# [SOURCE MATERIAL]
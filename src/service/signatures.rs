//! Banner signature table and matching

use crate::top_ports::{service_for_port, PORT_HINT_CONFIDENCE};
use once_cell::sync::Lazy;
use regex::Regex;

pub const EXACT_CONFIDENCE: f64 = 1.0;
pub const EXPECTED_PORT_CONFIDENCE: f64 = 0.8;
pub const OTHER_PORT_CONFIDENCE: f64 = 0.6;

/// A service signature: a name pattern plus an optional version pattern
/// whose first capture group is the version.
#[derive(Debug)]
pub struct ServiceSignature {
    pub service: &'static str,
    pub pattern: Regex,
    pub version: Option<Regex>,
    pub ports: &'static [u16],
}

impl ServiceSignature {
    fn new(service: &'static str, pattern: &str, version: Option<&str>, ports: &'static [u16]) -> Option<Self> {
        let pattern = Regex::new(pattern).ok()?;
        let version = match version {
            Some(v) => Some(Regex::new(v).ok()?),
            None => None,
        };
        Some(Self {
            service,
            pattern,
            version,
            ports,
        })
    }

    fn capture_version(&self, banner: &str) -> Option<String> {
        self.version
            .as_ref()?
            .captures(banner)?
            .get(1)
            .map(|m| m.as_str().to_string())
    }
}

type SignatureRow = (&'static str, &'static str, Option<&'static str>, &'static [u16]);

const SIGNATURE_TABLE: &[SignatureRow] = &[
    ("ssh", r"(?i)^SSH-\d", Some(r"SSH-[\d.]+-(?:OpenSSH_)?([\w.\-]+)"), &[22, 2222]),
    ("ftp", r"(?i)^220[ -].*ftp", Some(r"(?i)(?:vsftpd|ProFTPD|FileZilla Server|Pure-FTPd) ?\(?([\d.]+\w*)"), &[21]),
    ("smtp", r"(?i)^220[ -].*(?:smtp|esmtp|postfix|exim|sendmail)", Some(r"(?i)(?:Postfix|Exim|Sendmail)[ /]([\d.]+\w*)"), &[25, 465, 587, 2525]),
    ("pop3", r"^\+OK", Some(r"(?i)Dovecot ([\d.]+)"), &[110, 995]),
    ("imap", r"(?i)^\* OK.*IMAP|\* CAPABILITY IMAP", Some(r"(?i)Dovecot ([\d.]+)"), &[143, 993]),
    ("http", r"(?i)^HTTP/\d", Some(r"(?im)^Server: *(?:[\w\-]+)/([\d.]+\w*)"), &[80, 443, 8000, 8008, 8080, 8443]),
    ("mysql", r"(?i)mysql|mariadb|^.\x00\x00\x00\x0a[\d.]+", Some(r"([\d]+\.[\d]+\.[\d]+)(?:-MariaDB|-log|-\d|\x00)"), &[3306]),
    ("postgresql", r"(?i)postgres", Some(r"(?i)PostgreSQL ([\d.]+)"), &[5432]),
    ("redis", r"(?i)^\+PONG|^-NOAUTH|redis_version", Some(r"redis_version:([\d.]+)"), &[6379]),
    ("mongodb", r"(?i)mongodb|ismaster", Some(r"(?i)MongoDB ([\d.]+)"), &[27017]),
    ("vnc", r"^RFB \d{3}\.\d{3}", Some(r"^RFB (\d{3}\.\d{3})"), &[5900, 5901]),
    ("telnet", r"(?i)(?:^|\s)(?:login|username):\s*$", None, &[23]),
    ("rdp", r"^\x03\x00", None, &[3389]),
    ("memcached", r"^VERSION \d", Some(r"^VERSION ([\d.]+)"), &[11211]),
];

static SIGNATURES: Lazy<Vec<ServiceSignature>> = Lazy::new(|| {
    SIGNATURE_TABLE
        .iter()
        .filter_map(|&(service, pattern, version, ports)| {
            let signature = ServiceSignature::new(service, pattern, version, ports);
            if signature.is_none() {
                log::warn!("skipping invalid signature for {}", service);
            }
            signature
        })
        .collect()
});

/// Result of matching one banner
#[derive(Debug, Clone, PartialEq)]
pub struct SignatureMatch {
    pub service: Option<String>,
    pub version: Option<String>,
    pub confidence: f64,
}

impl SignatureMatch {
    fn none() -> Self {
        Self {
            service: None,
            version: None,
            confidence: 0.0,
        }
    }
}

/// Identify the service behind `banner` on `port`.
///
/// Exact match (pattern and version) scores 1.0, pattern only scores 0.8 on
/// the signature's expected port and 0.6 elsewhere, a registered port name
/// alone scores 0.3.
pub fn match_banner(port: u16, banner: Option<&str>) -> SignatureMatch {
    if let Some(banner) = banner.filter(|b| !b.is_empty()) {
        let mut best: Option<SignatureMatch> = None;
        for signature in SIGNATURES.iter().filter(|s| s.pattern.is_match(banner)) {
            let version = signature.capture_version(banner);
            let confidence = if version.is_some() {
                EXACT_CONFIDENCE
            } else if signature.ports.contains(&port) {
                EXPECTED_PORT_CONFIDENCE
            } else {
                OTHER_PORT_CONFIDENCE
            };
            if best.as_ref().map_or(true, |b| confidence > b.confidence) {
                best = Some(SignatureMatch {
                    service: Some(signature.service.to_string()),
                    version,
                    confidence,
                });
            }
        }
        if let Some(best) = best {
            return best;
        }
    }

    match service_for_port(port) {
        Some(name) => SignatureMatch {
            service: Some(name.to_string()),
            version: None,
            confidence: PORT_HINT_CONFIDENCE,
        },
        None => SignatureMatch::none(),
    }
}
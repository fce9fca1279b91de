//! Raw socket management

use crate::error::{raw_socket_error, ScanResult};
use socket2::{Domain, Protocol, Socket, Type};
use std::io::{self, Read};
use std::net::{IpAddr, Ipv4Addr, SocketAddr, UdpSocket};
use std::time::Duration;

/// Blocking raw TCP socket used by the SYN prober.
///
/// Opened per probe and closed on drop, so no descriptor outlives its probe.
pub struct RawSocket {
    socket: Socket,
}

impl RawSocket {
    /// Create a new raw TCP socket
    pub fn new_tcp() -> ScanResult<Self> {
        let socket = Socket::new(Domain::IPV4, Type::from(libc::SOCK_RAW), Some(Protocol::TCP))
            .map_err(raw_socket_error)?;
        Ok(Self { socket })
    }

    /// Send a crafted TCP segment; the kernel supplies the IP header.
    pub fn send_to(&self, segment: &[u8], dest: Ipv4Addr) -> io::Result<usize> {
        let addr = SocketAddr::new(IpAddr::V4(dest), 0);
        self.socket.send_to(segment, &addr.into())
    }

    /// Read one datagram (IP header included), waiting at most `timeout`.
    pub fn recv(&mut self, buf: &mut [u8], timeout: Duration) -> io::Result<usize> {
        self.socket.set_read_timeout(Some(timeout.max(Duration::from_millis(1))))?;
        self.socket.read(buf)
    }
}

/// Local address the kernel would use to reach `target`.
///
/// Connecting a UDP socket sends nothing; it only selects a route.
pub fn local_ipv4_for(target: Ipv4Addr) -> io::Result<Ipv4Addr> {
    let socket = UdpSocket::bind((Ipv4Addr::UNSPECIFIED, 0))?;
    socket.connect((target, 9))?;
    match socket.local_addr()?.ip() {
        IpAddr::V4(ip) => Ok(ip),
        IpAddr::V6(_) => Err(io::Error::new(
            io::ErrorKind::AddrNotAvailable,
            "no IPv4 route to target",
        )),
    }
}

/// Whether this process may open raw sockets.
pub fn check_raw_socket_privilege() -> ScanResult<()> {
    RawSocket::new_tcp().map(drop)
}

#[cfg(test)]
mod tests {
    use super::*;

    #[test]
    fn loopback_route_uses_loopback_source() {
        let ip = local_ipv4_for(Ipv4Addr::LOCALHOST).unwrap();
        assert!(ip.is_loopback());
    }

    #[test]
    fn privilege_failure_is_configuration_error() {
        if let Err(err) = check_raw_socket_privilege() {
            assert!(matches!(
                err,
                crate::error::ScanError::PermissionDenied(_) | crate::error::ScanError::NetworkError(_)
            ));
        }
    }
}
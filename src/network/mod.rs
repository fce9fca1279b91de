//! Network module: techniques, port states and per-port probers

pub mod packet;
pub mod prober;
pub mod socket;
pub mod syn;

use crate::error::ScanError;
use serde::{Deserialize, Serialize};
use std::str::FromStr;

/// Available scanning techniques
#[derive(Debug, Clone, Copy, PartialEq, Eq, Hash, Serialize, Deserialize)]
#[serde(rename_all = "snake_case")]
pub enum Technique {
    /// Full TCP three-way handshake
    TcpConnect,
    /// TCP SYN scan (half-open, raw sockets)
    Syn,
    /// UDP datagram probing
    Udp,
    /// TCP connect probing followed by service detection
    Hybrid,
}

impl Technique {
    pub const ALL: [Technique; 4] = [
        Technique::TcpConnect,
        Technique::Syn,
        Technique::Udp,
        Technique::Hybrid,
    ];

    /// Get the name of the technique
    pub fn name(&self) -> &'static str {
        match self {
            Technique::TcpConnect => "tcp_connect",
            Technique::Syn => "syn",
            Technique::Udp => "udp",
            Technique::Hybrid => "hybrid",
        }
    }

    pub fn description(&self) -> &'static str {
        match self {
            Technique::TcpConnect => "TCP connect scan",
            Technique::Syn => "TCP SYN scan",
            Technique::Udp => "UDP scan",
            Technique::Hybrid => "TCP connect scan with service detection",
        }
    }

    /// Check if the technique requires raw sockets
    pub fn requires_raw_socket(&self) -> bool {
        matches!(self, Technique::Syn)
    }

    pub fn is_tcp(&self) -> bool {
        !matches!(self, Technique::Udp)
    }

    /// Whether open ports are handed to the service detector during the scan
    pub fn detects_services(&self) -> bool {
        matches!(self, Technique::Hybrid)
    }

    /// Packets put on the wire for one probe of one port.
    ///
    /// A connect probe costs the full handshake; SYN and UDP send a single
    /// packet.
    pub fn packets_per_probe(&self) -> u64 {
        match self {
            Technique::TcpConnect | Technique::Hybrid => 3,
            Technique::Syn | Technique::Udp => 1,
        }
    }

    /// State recorded when the target stays silent until the timeout.
    pub fn silent_state(&self) -> PortState {
        match self {
            Technique::Udp => PortState::OpenOrFiltered,
            _ => PortState::Filtered,
        }
    }
}

impl std::fmt::Display for Technique {
    fn fmt(&self, f: &mut std::fmt::Formatter<'_>) -> std::fmt::Result {
        f.write_str(self.name())
    }
}

impl FromStr for Technique {
    type Err = ScanError;

    fn from_str(s: &str) -> Result<Self, Self::Err> {
        match s.trim().to_ascii_lowercase().replace('-', "_").as_str() {
            "tcp_connect" | "connect" | "tcp" => Ok(Technique::TcpConnect),
            "syn" => Ok(Technique::Syn),
            "udp" => Ok(Technique::Udp),
            "hybrid" => Ok(Technique::Hybrid),
            other => Err(ScanError::UnknownTechnique(other.to_string())),
        }
    }
}

/// Port state enumeration
#[derive(Debug, Clone, Copy, PartialEq, Eq, Hash, Serialize, Deserialize)]
#[serde(rename_all = "snake_case")]
pub enum PortState {
    Open,
    Closed,
    Filtered,
    OpenOrFiltered,
    Error,
}

impl PortState {
    pub fn is_open(&self) -> bool {
        matches!(self, PortState::Open)
    }
}

impl std::fmt::Display for PortState {
    fn fmt(&self, f: &mut std::fmt::Formatter<'_>) -> std::fmt::Result {
        match self {
            PortState::Open => write!(f, "open"),
            PortState::Closed => write!(f, "closed"),
            PortState::Filtered => write!(f, "filtered"),
            PortState::OpenOrFiltered => write!(f, "open|filtered"),
            PortState::Error => write!(f, "error"),
        }
    }
}

/// Outcome of probing one port
#[derive(Debug, Clone, PartialEq, Serialize, Deserialize)]
pub struct ProbeResult {
    pub port: u16,
    pub state: PortState,
    pub latency_ms: f64,
    pub service: Option<String>,
    pub version: Option<String>,
    pub banner: Option<String>,
    pub confidence: f64,
    #[serde(default, skip_serializing_if = "Option::is_none")]
    pub error: Option<String>,
}

impl ProbeResult {
    pub fn new(port: u16, state: PortState) -> Self {
        Self {
            port,
            state,
            latency_ms: 0.0,
            service: None,
            version: None,
            banner: None,
            confidence: 0.0,
            error: None,
        }
    }

    /// An `error` entry carrying the failure cause
    pub fn failed(port: u16, cause: impl Into<String>) -> Self {
        let mut result = Self::new(port, PortState::Error);
        result.error = Some(cause.into());
        result
    }

    pub fn with_latency(mut self, latency: std::time::Duration) -> Self {
        self.latency_ms = latency.as_secs_f64() * 1000.0;
        self
    }

    pub fn with_service(mut self, service: impl Into<String>, confidence: f64) -> Self {
        self.service = Some(service.into());
        self.confidence = confidence.clamp(0.0, 1.0);
        self
    }

    pub fn with_version(mut self, version: impl Into<String>) -> Self {
        self.version = Some(version.into());
        self
    }

    pub fn with_banner(mut self, banner: impl Into<String>) -> Self {
        self.banner = Some(banner.into());
        self
    }

    pub fn is_open(&self) -> bool {
        self.state.is_open()
    }
}

#[cfg(test)]
mod tests {
    use super::*;

    #[test]
    fn technique_names_round_trip() {
        for technique in Technique::ALL {
            assert_eq!(technique.name().parse::<Technique>().unwrap(), technique);
        }
        assert_eq!("TCP-Connect".parse::<Technique>().unwrap(), Technique::TcpConnect);
    }

    #[test]
    fn unknown_technique_is_rejected() {
        assert!(matches!(
            "xmas".parse::<Technique>(),
            Err(ScanError::UnknownTechnique(name)) if name == "xmas"
        ));
    }

    #[test]
    fn silence_maps_per_protocol() {
        assert_eq!(Technique::TcpConnect.silent_state(), PortState::Filtered);
        assert_eq!(Technique::Syn.silent_state(), PortState::Filtered);
        assert_eq!(Technique::Udp.silent_state(), PortState::OpenOrFiltered);
    }

    #[test]
    fn serialized_shape() {
        let result = ProbeResult::new(22, PortState::OpenOrFiltered);
        let json = serde_json::to_value(&result).unwrap();
        assert_eq!(json["state"], "open_or_filtered");
        assert!(json.get("error").is_none());
        assert_eq!(serde_json::to_value(Technique::TcpConnect).unwrap(), "tcp_connect");
    }

    #[test]
    fn confidence_is_clamped() {
        let result = ProbeResult::new(80, PortState::Open).with_service("http", 1.7);
        assert_eq!(result.confidence, 1.0);
    }
}
//! Benchmark orchestration with scripted tool adapters

use async_trait::async_trait;
use reconscan::{
    benchmark::{BenchmarkOrchestrator, ToolAdapter, ToolOutput},
    config::ScanConfig,
    metrics::{GroundTruth, ResourceUsage},
    network::{PortState, ProbeResult, Technique},
    report::{ReportKind, Verdict},
    scanner::ScanContext,
    utils::{port_spec::PortSpec, target_parser::Target},
    ScanError, ScanResult,
};
use std::sync::Arc;
use tokio::net::TcpListener;

/// Replays a canned result set
struct Scripted {
    name: &'static str,
    open: Vec<u16>,
    elapsed_secs: f64,
    peak_memory_mib: f64,
}

impl Scripted {
    fn new(name: &'static str, open: &[u16], elapsed_secs: f64, peak_memory_mib: f64) -> Arc<dyn ToolAdapter> {
        Arc::new(Self {
            name,
            open: open.to_vec(),
            elapsed_secs,
            peak_memory_mib,
        })
    }
}

#[async_trait]
impl ToolAdapter for Scripted {
    async fn run(&self, _target: &Target, _ports: &PortSpec) -> ScanResult<ToolOutput> {
        let mut results: Vec<ProbeResult> = self
            .open
            .iter()
            .map(|&p| ProbeResult::new(p, PortState::Open))
            .collect();
        // stray output the orchestrator must drop
        results.push(ProbeResult::new(9999, PortState::Open));
        Ok(ToolOutput {
            results,
            elapsed_secs: self.elapsed_secs,
            resource: Some(ResourceUsage {
                peak_memory_mib: self.peak_memory_mib,
                avg_memory_mib: self.peak_memory_mib,
                avg_cpu_percent: 1.0,
                samples: 3,
            }),
            ..ToolOutput::default()
        })
    }

    fn name(&self) -> &str {
        self.name
    }

    fn technique(&self) -> Technique {
        Technique::TcpConnect
    }
}

struct NotInstalled;

#[async_trait]
impl ToolAdapter for NotInstalled {
    async fn run(&self, _target: &Target, _ports: &PortSpec) -> ScanResult<ToolOutput> {
        Err(ScanError::tool_unavailable("ghostscan", "not found in PATH"))
    }

    fn name(&self) -> &str {
        "ghostscan"
    }

    fn technique(&self) -> Technique {
        Technique::Syn
    }
}

fn target() -> Target {
    Target::new("192.0.2.30").unwrap()
}

fn ports() -> PortSpec {
    "22,80,443,8080".parse().unwrap()
}

fn tools(entries: &[(&str, f64)]) -> Vec<String> {
    entries.iter().map(|(t, _)| t.to_string()).collect()
}

#[tokio::test]
async fn failing_tool_is_excluded_and_rankings_hold() {
    let adapters = vec![
        Scripted::new("alpha", &[22, 80], 1.0, 10.0),
        Scripted::new("beta", &[22, 80, 443], 2.0, 5.0),
        Scripted::new("gamma", &[22], 0.5, 20.0),
        Arc::new(NotInstalled) as Arc<dyn ToolAdapter>,
    ];
    let outcome = BenchmarkOrchestrator::from_adapters(target(), ports(), adapters)
        .run()
        .await;

    assert_eq!(outcome.sessions.len(), 3);
    assert_eq!(outcome.warnings.len(), 1);
    assert!(outcome.warnings[0].contains("ghostscan"));
    assert_eq!(outcome.report.warnings(), outcome.warnings.as_slice());

    // consensus: open in at least two of three runs
    assert_eq!(outcome.reference, GroundTruth::open_ports([22, 80]));

    for session in &outcome.sessions {
        let listed: Vec<u16> = session.results().iter().map(|r| r.port).collect();
        assert_eq!(listed, vec![22, 80, 443, 8080]);
    }

    let speed: Vec<(&str, f64)> = outcome.rankings.speed.iter().map(|e| (e.tool.as_str(), e.value)).collect();
    assert_eq!(tools(&speed), vec!["gamma", "alpha", "beta"]);
    assert_eq!(speed[0].1, 8.0);

    let accuracy: Vec<(&str, f64)> =
        outcome.rankings.accuracy.iter().map(|e| (e.tool.as_str(), e.value)).collect();
    assert_eq!(tools(&accuracy), vec!["alpha", "beta", "gamma"]);
    assert_eq!(accuracy[0].1, 1.0);

    let efficiency: Vec<(&str, f64)> =
        outcome.rankings.efficiency.iter().map(|e| (e.tool.as_str(), e.value)).collect();
    assert_eq!(tools(&efficiency), vec!["gamma", "alpha", "beta"]);

    assert_eq!(outcome.report.kind(), ReportKind::Benchmark);
    assert_eq!(outcome.winner(), Some("gamma"));
}

#[tokio::test]
async fn efficiency_ties_go_to_lower_memory() {
    let adapters = vec![
        Scripted::new("heavy", &[22, 80], 1.0, 64.0),
        Scripted::new("light", &[22, 80], 1.0, 8.0),
    ];
    let outcome = BenchmarkOrchestrator::from_adapters(target(), ports(), adapters)
        .run()
        .await;
    assert_eq!(
        outcome.report.verdict(),
        &Verdict::Winner {
            tool: "light".to_string()
        }
    );
}

#[tokio::test]
async fn explicit_reference_overrides_consensus() {
    let adapters = vec![
        Scripted::new("alpha", &[22, 80], 1.0, 10.0),
        Scripted::new("beta", &[22, 80, 443], 1.0, 10.0),
    ];
    let outcome = BenchmarkOrchestrator::from_adapters(target(), ports(), adapters)
        .with_reference(Some(GroundTruth::open_ports([22, 80, 443])))
        .run()
        .await;
    let beta = outcome.sessions.iter().find(|s| s.tool() == "beta").unwrap();
    assert_eq!(beta.metrics().f1, Some(1.0));
    assert_eq!(outcome.winner(), Some("beta"));
}

#[tokio::test]
async fn nothing_usable_means_no_results() {
    let outcome = BenchmarkOrchestrator::from_adapters(
        target(),
        ports(),
        vec![Arc::new(NotInstalled) as Arc<dyn ToolAdapter>],
    )
    .concurrent(true)
    .run()
    .await;
    assert!(outcome.sessions.is_empty());
    assert_eq!(outcome.report.verdict(), &Verdict::NoResults);
    assert_eq!(outcome.winner(), None);
}

#[tokio::test]
async fn engine_takes_part_alongside_tools() {
    let listener = TcpListener::bind("127.0.0.1:0").await.unwrap();
    let port = listener.local_addr().unwrap().port();
    tokio::spawn(async move { while listener.accept().await.is_ok() {} });

    let config = ScanConfig::new(Target::new("127.0.0.1").unwrap(), PortSpec::list([port]).unwrap())
        .with_timeout(500);
    let outcome = BenchmarkOrchestrator::new(config)
        .unwrap()
        .with_adapter(Arc::new(NotInstalled))
        .run()
        .await;

    assert_eq!(outcome.sessions.len(), 1);
    assert_eq!(outcome.sessions[0].tool(), "reconscan");
    assert_eq!(outcome.sessions[0].open_ports(), vec![port]);
    assert_eq!(outcome.warnings.len(), 1);
    assert_eq!(outcome.winner(), Some("reconscan"));
}

#[tokio::test]
async fn cancelled_engine_run_is_excluded() {
    let listener = TcpListener::bind("127.0.0.1:0").await.unwrap();
    let port = listener.local_addr().unwrap().port();
    tokio::spawn(async move { while listener.accept().await.is_ok() {} });

    let config = ScanConfig::new(Target::new("127.0.0.1").unwrap(), PortSpec::list([port]).unwrap())
        .with_timeout(500);
    let context = ScanContext::new();
    context.cancel();
    let outcome = BenchmarkOrchestrator::with_context(config, context)
        .unwrap()
        .with_adapter(Scripted::new("alpha", &[port], 1.0, 10.0))
        .run()
        .await;

    assert_eq!(outcome.sessions.len(), 1);
    assert_eq!(outcome.sessions[0].tool(), "alpha");
    assert!(outcome.sessions.iter().all(|s| !s.is_cancelled()));
    assert_eq!(outcome.warnings.len(), 1);
    assert!(outcome.warnings[0].contains("reconscan"));
    assert!(outcome.warnings[0].contains("cancelled"));
    assert_eq!(outcome.winner(), Some("alpha"));
}

#[tokio::test]
async fn engine_progress_reaches_the_callers_subscriber() {
    let config = ScanConfig::new(Target::new("127.0.0.1").unwrap(), PortSpec::range(1, 20).unwrap())
        .with_timeout(200);
    let context = ScanContext::new();
    let mut progress = context.subscribe();
    let outcome = BenchmarkOrchestrator::with_context(config, context)
        .unwrap()
        .run()
        .await;

    assert_eq!(outcome.sessions.len(), 1);
    let mut events = 0;
    while progress.try_recv().is_ok() {
        events += 1;
    }
    assert!(events > 0);
}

# [ASSIGNMENT]
Print again the lines of the entries above that fall between the line holding "socket.connect((target, 9))?;" and the line holding "open raw sockets.", inclusive, exactly as they stand.

# [EXERCISE RESPONSE]
    socket.connect((target, 9))?;
    match socket.local_addr()?.ip() {
        IpAddr::V4(ip) => Ok(ip),
        IpAddr::V6(_) => Err(io::Error::new(
            io::ErrorKind::AddrNotAvailable,
            "no IPv4 route to target",
        )),
    }
}

/// Whether this process may open raw sockets.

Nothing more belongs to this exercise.